And that's one gripe about Walker's game. His patience has been slow to develop, and with players of Walker's ilk, sometimes it -- or other parts of the offensive approach -- just doesn't develop.

The Twins dabbled with this type of player before, using a supplemental first-round pick to grab first baseman Henry Sanchez in 2005. Sanchez, like Walker, was a large-framed (6'3", 260) corner-type who was reputed to have massive power and whose game drew comparisons to Andres Galarraga and Prince Fielder according to Baseball America. Sanchez hit .557 in his senior year of high school, went 11 for 20 at the Area Code Games, and solidified himself as a fringe first-round talent with some potential weight and durability issues.

It wasn't to be.

Sanchez flamed out in 2009 -- thanks at least in part to hand issues, as well as drug issues -- only ascending as high as Low-A ball while only hitting .207/.293/.341 with just eight home runs in 389 professional plate appearances.
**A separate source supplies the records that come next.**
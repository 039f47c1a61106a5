//! IMAP mailbox access over TLS.
//!
//! Hand-rolled tagged IMAP commands over rustls. `list_unread` only reads
//! (BODY.PEEK leaves the \Seen flag untouched); `mark_read` is the single
//! operation that mutates mailbox state, so the classification step can run
//! between the two without the mailbox changing underneath it.

use std::io::{Read, Write};
use std::net::TcpStream;
use std::sync::Arc;
use std::time::Duration;

use mail_parser::MessageParser;
use secrecy::ExposeSecret;

use crate::config::Config;
use crate::error::{ProtocolError, SessionError};

/// One unread message, materialized at listing time.
#[derive(Debug, Clone)]
pub struct MailMessage {
    /// Server-assigned identifier, valid for the lifetime of the session.
    pub uid: String,
    /// Bare sender address.
    pub sender: String,
    pub subject: String,
    /// Decoded body text. Empty when no part could be decoded.
    pub body: String,
    /// Message-ID header, when present. Used for the In-Reply-To header.
    pub message_id: Option<String>,
}

/// Mailbox operations the check cycle needs.
pub trait Mailbox {
    /// List the messages currently flagged unread. Read-only; a message
    /// delivered after this call returns is not included.
    fn list_unread(&mut self) -> Result<Vec<MailMessage>, ProtocolError>;

    /// Flag the given message as read.
    fn mark_read(&mut self, uid: &str) -> Result<(), ProtocolError>;
}

type TlsStream = rustls::StreamOwned<rustls::ClientConnection, TcpStream>;

/// An authenticated IMAP session with INBOX selected.
///
/// LOGOUT is sent on `logout()` and, as a fallback, on drop.
pub struct ImapSession {
    stream: TlsStream,
    tag: u32,
    logged_out: bool,
}

impl ImapSession {
    /// Connect, authenticate, and select INBOX.
    pub fn connect(config: &Config) -> Result<Self, SessionError> {
        let host = &config.imap_host;
        let connection_err = |reason: String| SessionError::Connection {
            host: host.clone(),
            reason,
        };

        let tcp = TcpStream::connect((host.as_str(), config.imap_port))
            .map_err(|e| connection_err(format!("TCP connect failed: {e}")))?;
        tcp.set_read_timeout(Some(Duration::from_secs(30)))
            .map_err(|e| connection_err(format!("failed to set read timeout: {e}")))?;

        let mut root_store = rustls::RootCertStore::empty();
        root_store.extend(webpki_roots::TLS_SERVER_ROOTS.iter().cloned());
        let tls_config = Arc::new(
            rustls::ClientConfig::builder()
                .with_root_certificates(root_store)
                .with_no_client_auth(),
        );
        let server_name: rustls::pki_types::ServerName<'_> =
            rustls::pki_types::ServerName::try_from(host.clone())
                .map_err(|e| connection_err(format!("invalid server name: {e}")))?;
        let conn = rustls::ClientConnection::new(tls_config, server_name)
            .map_err(|e| connection_err(format!("TLS setup failed: {e}")))?;
        let stream = rustls::StreamOwned::new(conn, tcp);

        let mut session = Self {
            stream,
            tag: 0,
            logged_out: false,
        };

        session
            .read_line()
            .map_err(|e| connection_err(format!("no server greeting: {e}")))?;

        let login = format!(
            "LOGIN \"{}\" \"{}\"",
            config.address,
            config.password.expose_secret()
        );
        let resp = session
            .command(&login)
            .map_err(|e| connection_err(format!("LOGIN exchange failed: {e}")))?;
        if !tagged_ok(&resp) {
            return Err(SessionError::Authentication {
                host: host.clone(),
                reason: last_line(&resp),
            });
        }

        let resp = session
            .command("SELECT \"INBOX\"")
            .map_err(|e| connection_err(format!("SELECT exchange failed: {e}")))?;
        if !tagged_ok(&resp) {
            return Err(connection_err(format!(
                "SELECT INBOX rejected: {}",
                last_line(&resp)
            )));
        }

        Ok(session)
    }

    /// Send LOGOUT and consume the session.
    pub fn logout(mut self) {
        self.send_logout();
    }

    fn send_logout(&mut self) {
        if self.logged_out {
            return;
        }
        self.logged_out = true;
        let _ = self.command("LOGOUT");
    }

    /// Read one CRLF-terminated line from the server.
    fn read_line(&mut self) -> Result<String, ProtocolError> {
        let mut buf = Vec::new();
        loop {
            let mut byte = [0u8; 1];
            match self.stream.read(&mut byte) {
                Ok(0) => return Err(ProtocolError::ConnectionClosed),
                Ok(_) => {
                    buf.push(byte[0]);
                    if buf.ends_with(b"\r\n") {
                        return Ok(String::from_utf8_lossy(&buf).to_string());
                    }
                }
                Err(e) => return Err(ProtocolError::Io(e)),
            }
        }
    }

    /// Send a tagged command and collect response lines up to the tagged
    /// completion line.
    fn command(&mut self, cmd: &str) -> Result<Vec<String>, ProtocolError> {
        self.tag += 1;
        let tag = format!("A{}", self.tag);
        let full = format!("{tag} {cmd}\r\n");
        self.stream.write_all(full.as_bytes())?;
        self.stream.flush()?;

        let mut lines = Vec::new();
        loop {
            let line = self.read_line()?;
            let done = line.starts_with(&tag);
            lines.push(line);
            if done {
                return Ok(lines);
            }
        }
    }
}

impl Mailbox for ImapSession {
    fn list_unread(&mut self) -> Result<Vec<MailMessage>, ProtocolError> {
        let resp = self.command("SEARCH UNSEEN")?;
        if !tagged_ok(&resp) {
            return Err(ProtocolError::CommandRejected {
                command: "SEARCH UNSEEN".to_string(),
                response: last_line(&resp),
            });
        }

        let uids = parse_search_response(&resp);
        let mut messages = Vec::with_capacity(uids.len());

        for uid in uids {
            // BODY.PEEK so the fetch itself does not flip \Seen.
            let resp = self.command(&format!("FETCH {uid} (BODY.PEEK[])"))?;
            if !tagged_ok(&resp) {
                // Message likely deleted between SEARCH and FETCH. Leave it
                // for the next cycle rather than failing the listing.
                tracing::warn!(uid = %uid, "Fetch rejected: {}", last_line(&resp));
                continue;
            }

            let raw = fetch_payload(&resp);
            match parse_message(raw.as_bytes(), &uid) {
                Some(message) => messages.push(message),
                None => {
                    tracing::warn!(uid = %uid, "Fetched payload did not parse as a message");
                }
            }
        }

        Ok(messages)
    }

    fn mark_read(&mut self, uid: &str) -> Result<(), ProtocolError> {
        let cmd = format!("STORE {uid} +FLAGS (\\Seen)");
        let resp = self.command(&cmd)?;
        if tagged_ok(&resp) {
            Ok(())
        } else {
            Err(ProtocolError::CommandRejected {
                command: cmd,
                response: last_line(&resp),
            })
        }
    }
}

impl Drop for ImapSession {
    fn drop(&mut self) {
        self.send_logout();
    }
}

// ── Response parsing helpers ────────────────────────────────────────

/// True when the tagged completion line reports OK.
fn tagged_ok(lines: &[String]) -> bool {
    lines.last().is_some_and(|l| l.contains("OK"))
}

fn last_line(lines: &[String]) -> String {
    lines.last().map(|l| l.trim().to_string()).unwrap_or_default()
}

/// Pull message identifiers out of `* SEARCH n n n` response lines.
fn parse_search_response(lines: &[String]) -> Vec<String> {
    let mut uids = Vec::new();
    for line in lines {
        if line.starts_with("* SEARCH") {
            uids.extend(line.split_whitespace().skip(2).map(str::to_string));
        }
    }
    uids
}

/// Join the message payload out of a FETCH response, dropping the untagged
/// FETCH line and the tagged completion line.
fn fetch_payload(lines: &[String]) -> String {
    lines
        .iter()
        .skip(1)
        .take(lines.len().saturating_sub(2))
        .cloned()
        .collect()
}

/// Parse raw RFC822 bytes into a `MailMessage`.
///
/// Returns `None` only when the payload does not parse as a message at all.
/// A body that fails to decode yields an empty string; classification then
/// runs against the subject alone.
fn parse_message(raw: &[u8], uid: &str) -> Option<MailMessage> {
    let parsed = MessageParser::default().parse(raw)?;

    let sender = parsed
        .from()
        .and_then(|addr| addr.first())
        .and_then(|a| a.address())
        .map(|s| s.to_string())
        .unwrap_or_else(|| "unknown".to_string());

    let subject = parsed.subject().unwrap_or_default().to_string();
    let message_id = parsed.message_id().map(|s| s.to_string());
    let body = extract_body(&parsed);

    Some(MailMessage {
        uid: uid.to_string(),
        sender,
        subject,
        body,
        message_id,
    })
}

/// Decoded body text: the plain-text part when present, stripped HTML as a
/// fallback, empty when neither decodes. Attachments are ignored.
fn extract_body(parsed: &mail_parser::Message) -> String {
    if let Some(text) = parsed.body_text(0) {
        return text.to_string();
    }
    if let Some(html) = parsed.body_html(0) {
        return strip_html(html.as_ref());
    }
    String::new()
}

/// Strip HTML tags from content (basic), normalizing whitespace.
fn strip_html(html: &str) -> String {
    let mut out = String::new();
    let mut in_tag = false;
    for ch in html.chars() {
        match ch {
            '<' => in_tag = true,
            '>' => in_tag = false,
            _ if !in_tag => out.push(ch),
            _ => {}
        }
    }
    out.split_whitespace().collect::<Vec<_>>().join(" ")
}

// ── Tests ───────────────────────────────────────────────────────────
And while Walker has clearly, massively outperformed Sanchez as a professional, Sanchez is a cautionary tale for what can happen with a player of this skill set.

Another facet that's semi-related to discipline is contact; at times Walker struggles in that department. Walker's contact and discipline issues were never more apparent than when he hit .250/.310/.496 with a 4-to-1 strikeouts to walks rate at Elizabethton in 2012 (rookie ball).

That's still a decent, if not really good overall line, but lack of contact, especially when mixed with low walk rates, in the lower levels rarely bodes well for a hitter's future.

"At times he struggles with good stuff," Parks said. "Half the time he's facing pitchers in A-ball who will never even see the upper minors, let alone the major leagues. That can make it hard to gauge what his adaptability will be. He's raw, and at times has feasted on inadequate pitching. There are some holes in his swing."

Another prospect writer, Albert Skorupa of Fangraphs, sees a hitter with a long swing -- bad -- with a lot of leverage and great pop -- good. He also said he was more impressed with Walker's athleticism in the spring, but that he was still a fringe corner outfielder with a likely future at first base. Parks tends to agree. "He's going to be a bat-first guy, but I could see him possibly sticking in left field over first base due to arm utility."

In essence, the Twins took a gamble on a power prospect in the third round with the idea of high-risk, high-reward. And right now, that means the Twins farm system has more power than any time in recent memory.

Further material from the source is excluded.